But I feel this film should by director Alfonso Cuarón should come with is a warning. Whilst only being a 12A and not having anything on the face of things that could dictate that this film is extremely tense, even scary at times, let me assure you - it is!

Maybe it's a girl thing as me and my female companion were very firmly on the edge of our seats at all times, while the men in the group just sat back and enjoyed it, .

The first thing Gravity puts before us, in terrifyingly effective 3D, is the prospect of utter weightlessness. Yup, these scientists are brave that's for sure.

When the film opens, Dr Ryan Stone (Sandra Bullock), a Nasa medical engineer on her first space mission (whith a rather unbelieveable 6 months of training), and Matt Kowalski (George Clooney), an experienced astronaut on his final one, are on a spacewalk, in both serious and playful communication with ground control in Houston.  

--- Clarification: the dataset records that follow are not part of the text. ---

//! Persisted stores reload exactly what was saved, and corrupt files recover
//! to the empty document.

use proptest::prelude::*;
use routegate::models::{CircuitRecord, CircuitState, CircuitStore};
use routegate::rate_limit::{RateLimitRecord, RateLimitStore};
use routegate::store::JsonStore;
use tempfile::TempDir;

fn circuit_state() -> impl Strategy<Value = CircuitState> {
    prop_oneof![
        Just(CircuitState::Closed),
        Just(CircuitState::Open),
        Just(CircuitState::HalfOpen),
    ]
}

prop_compose! {
    fn circuit_record()(
        model in "[a-z][a-z0-9-]{0,12}",
        state in circuit_state(),
        failure_count in 0u32..50,
        last_failure in 0u64..2_000_000_000_000,
        last_success in 0u64..2_000_000_000_000,
        half_open_calls in 0u32..4,
    ) -> CircuitRecord {
        CircuitRecord {
            model,
            state,
            failure_count,
            last_failure_ms: last_failure as f64,
            last_success_ms: last_success as f64,
            half_open_calls,
        }
    }
}

prop_compose! {
    fn rate_limit_record()(
        user_id in "[a-z]{1,8}",
        requests in proptest::collection::vec(0u32..2_000_000_000, 0..30),
        premium in proptest::collection::vec(0u32..2_000_000_000, 0..10),
        last_request in 0u32..2_000_000_000,
        violations in 0u64..1_000,
    ) -> RateLimitRecord {
        RateLimitRecord {
            user_id,
            requests: requests.into_iter().map(f64::from).collect(),
            premium_requests: premium.into_iter().map(f64::from).collect(),
            last_request: f64::from(last_request),
            violations,
        }
    }
}

proptest! {
    #![proptest_config(ProptestConfig::with_cases(48))]

    #[test]
    fn prop_circuit_store_round_trips(records in proptest::collection::vec(circuit_record(), 0..8)) {
        let dir = TempDir::new().unwrap();
        let store: JsonStore<CircuitStore> = JsonStore::new(dir.path().join("circuit_breakers.json"));

        let mut doc = CircuitStore::default();
        doc.updated_at = "2026-01-01T00:00:00.000Z".to_string();
        for record in records {
            doc.circuits.insert(record.model.clone(), record);
        }
        let saved = doc.clone();
        store.update(move |current| *current = doc).unwrap();

        prop_assert_eq!(store.load().unwrap(), saved);
    }

    #[test]
    fn prop_rate_limit_store_round_trips(records in proptest::collection::vec(rate_limit_record(), 0..8)) {
        let dir = TempDir::new().unwrap();
        let store: JsonStore<RateLimitStore> = JsonStore::new(dir.path().join("rate_limits.json"));

        let mut doc = RateLimitStore::default();
        for record in records {
            doc.users.insert(record.user_id.clone(), record);
        }
        let saved = doc.clone();
        store.update(move |current| *current = doc).unwrap();

        prop_assert_eq!(store.load().unwrap(), saved);
    }
}

#[test]
fn test_corrupt_store_reads_as_default_and_is_overwritten() {
    let dir = TempDir::new().unwrap();
    let path = dir.path().join("circuit_breakers.json");
    std::fs::write(&path, "{\"version\": 1, \"circuits\": {").unwrap();
    let store: JsonStore<CircuitStore> = JsonStore::new(&path);

    assert_eq!(store.load().unwrap(), CircuitStore::default());

    store
        .update(|doc| {
            doc.circuits
                .insert("o3".to_string(), CircuitRecord::new("o3"));
        })
        .unwrap();
    let reloaded = store.load().unwrap();
    assert_eq!(reloaded.circuits.len(), 1);
    assert_eq!(reloaded.circuits["o3"].state, CircuitState::Closed);
}

#[test]
fn test_missing_and_empty_files_read_as_default() {
    let dir = TempDir::new().unwrap();
    let missing: JsonStore<RateLimitStore> = JsonStore::new(dir.path().join("nope.json"));
    assert_eq!(missing.load().unwrap(), RateLimitStore::default());

    let empty_path = dir.path().join("empty.json");
    std::fs::write(&empty_path, "  \n").unwrap();
    let empty: JsonStore<RateLimitStore> = JsonStore::new(&empty_path);
    assert_eq!(empty.load().unwrap(), RateLimitStore::default());
}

Already Stone is finding the space-sickness tough going. Kowalski, meanwhile, is relaxed, chugging around the blackness listening to country music, but when he says: “I have a bad feeling about this mission” – a pinprick of doom wrapped up in his well-used, witty anecdotes – it primes us for trouble.

Before long, and literally out off nowhere a whole heap of trouble comes in the form of an accident elsewhere, which generates a vast destructive storm of flying debris.

The communications are cut, Stone is set loose spinning, let me assure you again, very terrfyingly in space, away from the structure she has been working on and very quickly out of radio contact. 
 
Gravity is, in some ways, a deceptively simple survival movie. But it is a cinematic masterpiece, for once you would kicjk yourself if you hadn't paid the extra few quid to see in in 3D and we felt it could have been more perfectly cast. Visually it is epic.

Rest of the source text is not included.